Top of ENTRIES PROVIDED

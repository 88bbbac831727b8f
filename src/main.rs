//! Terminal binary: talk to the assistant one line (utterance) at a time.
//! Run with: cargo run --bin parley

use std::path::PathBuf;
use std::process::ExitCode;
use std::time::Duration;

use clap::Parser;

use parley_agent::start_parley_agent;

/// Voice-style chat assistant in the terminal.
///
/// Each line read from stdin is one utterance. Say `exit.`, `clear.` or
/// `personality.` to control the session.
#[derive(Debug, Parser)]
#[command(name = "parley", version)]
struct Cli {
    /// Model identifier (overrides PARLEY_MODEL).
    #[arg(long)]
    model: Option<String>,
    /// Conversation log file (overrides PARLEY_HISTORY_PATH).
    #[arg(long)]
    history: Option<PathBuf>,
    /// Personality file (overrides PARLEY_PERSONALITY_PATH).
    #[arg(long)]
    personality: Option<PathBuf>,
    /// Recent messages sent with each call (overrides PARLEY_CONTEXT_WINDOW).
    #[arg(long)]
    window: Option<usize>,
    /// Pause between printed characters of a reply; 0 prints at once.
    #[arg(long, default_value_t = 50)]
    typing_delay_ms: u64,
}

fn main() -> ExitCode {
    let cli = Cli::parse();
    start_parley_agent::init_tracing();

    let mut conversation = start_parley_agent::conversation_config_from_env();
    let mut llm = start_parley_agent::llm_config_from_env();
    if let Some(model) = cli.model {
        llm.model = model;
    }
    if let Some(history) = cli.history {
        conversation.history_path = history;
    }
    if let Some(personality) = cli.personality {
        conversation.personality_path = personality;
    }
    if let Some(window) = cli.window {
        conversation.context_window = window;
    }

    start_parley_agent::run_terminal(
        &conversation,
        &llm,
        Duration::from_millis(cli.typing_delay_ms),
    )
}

Bottom of ENTRIES PROVIDED
Top of ENTRIES PROVIDED

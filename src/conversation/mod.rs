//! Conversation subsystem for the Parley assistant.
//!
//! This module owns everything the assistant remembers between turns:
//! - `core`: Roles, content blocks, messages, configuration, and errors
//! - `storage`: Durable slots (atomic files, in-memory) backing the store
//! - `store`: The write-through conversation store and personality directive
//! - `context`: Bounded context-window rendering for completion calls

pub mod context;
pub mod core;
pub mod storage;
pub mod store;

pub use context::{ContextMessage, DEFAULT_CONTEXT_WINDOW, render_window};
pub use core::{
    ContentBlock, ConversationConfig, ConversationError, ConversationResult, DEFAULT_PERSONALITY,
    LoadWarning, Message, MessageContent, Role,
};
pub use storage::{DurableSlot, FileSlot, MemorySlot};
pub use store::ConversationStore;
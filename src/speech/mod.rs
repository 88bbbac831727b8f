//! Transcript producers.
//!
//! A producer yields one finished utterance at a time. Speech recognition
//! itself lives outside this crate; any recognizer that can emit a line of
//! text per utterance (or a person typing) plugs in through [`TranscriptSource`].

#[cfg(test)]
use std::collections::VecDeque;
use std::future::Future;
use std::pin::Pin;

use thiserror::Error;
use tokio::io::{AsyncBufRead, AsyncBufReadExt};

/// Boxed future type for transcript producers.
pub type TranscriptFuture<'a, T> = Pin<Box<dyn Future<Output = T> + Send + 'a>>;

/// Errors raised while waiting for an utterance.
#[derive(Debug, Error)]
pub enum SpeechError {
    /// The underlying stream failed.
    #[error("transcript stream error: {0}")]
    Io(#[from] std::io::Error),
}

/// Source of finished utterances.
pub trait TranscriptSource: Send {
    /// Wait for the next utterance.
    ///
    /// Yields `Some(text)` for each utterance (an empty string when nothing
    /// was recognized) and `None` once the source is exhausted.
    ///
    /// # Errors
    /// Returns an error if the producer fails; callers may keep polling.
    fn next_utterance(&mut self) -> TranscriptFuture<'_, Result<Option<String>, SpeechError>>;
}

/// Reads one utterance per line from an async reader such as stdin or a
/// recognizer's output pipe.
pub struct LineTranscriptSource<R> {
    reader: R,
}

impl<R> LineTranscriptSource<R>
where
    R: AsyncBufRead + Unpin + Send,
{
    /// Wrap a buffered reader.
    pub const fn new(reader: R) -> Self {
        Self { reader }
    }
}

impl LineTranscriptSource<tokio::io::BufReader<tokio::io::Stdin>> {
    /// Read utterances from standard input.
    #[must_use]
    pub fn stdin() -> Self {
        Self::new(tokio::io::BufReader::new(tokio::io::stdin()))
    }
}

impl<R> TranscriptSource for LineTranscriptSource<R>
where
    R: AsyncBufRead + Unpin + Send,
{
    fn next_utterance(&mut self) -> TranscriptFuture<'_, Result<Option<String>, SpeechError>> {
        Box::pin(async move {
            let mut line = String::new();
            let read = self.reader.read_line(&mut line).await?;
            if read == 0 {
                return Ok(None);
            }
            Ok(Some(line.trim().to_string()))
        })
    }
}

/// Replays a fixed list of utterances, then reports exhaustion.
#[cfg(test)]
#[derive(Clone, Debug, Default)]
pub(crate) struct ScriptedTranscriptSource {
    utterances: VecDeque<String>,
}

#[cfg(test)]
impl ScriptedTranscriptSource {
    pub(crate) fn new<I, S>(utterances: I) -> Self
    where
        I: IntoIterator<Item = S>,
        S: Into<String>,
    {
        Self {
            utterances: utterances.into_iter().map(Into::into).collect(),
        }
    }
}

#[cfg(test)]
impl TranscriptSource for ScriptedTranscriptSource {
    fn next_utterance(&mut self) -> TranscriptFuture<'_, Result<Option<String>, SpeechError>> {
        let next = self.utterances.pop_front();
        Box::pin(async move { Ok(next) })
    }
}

Bottom of ENTRIES PROVIDED

WHAT YOU WILL DO:
Across the whole listing above, find every line with the string "time" and copy it.

TASK RESPONSE:
//! Terminal binary: talk to the assistant one line (utterance) at a time.
use std::time::Duration;
//! A producer yields one finished utterance at a time. Speech recognition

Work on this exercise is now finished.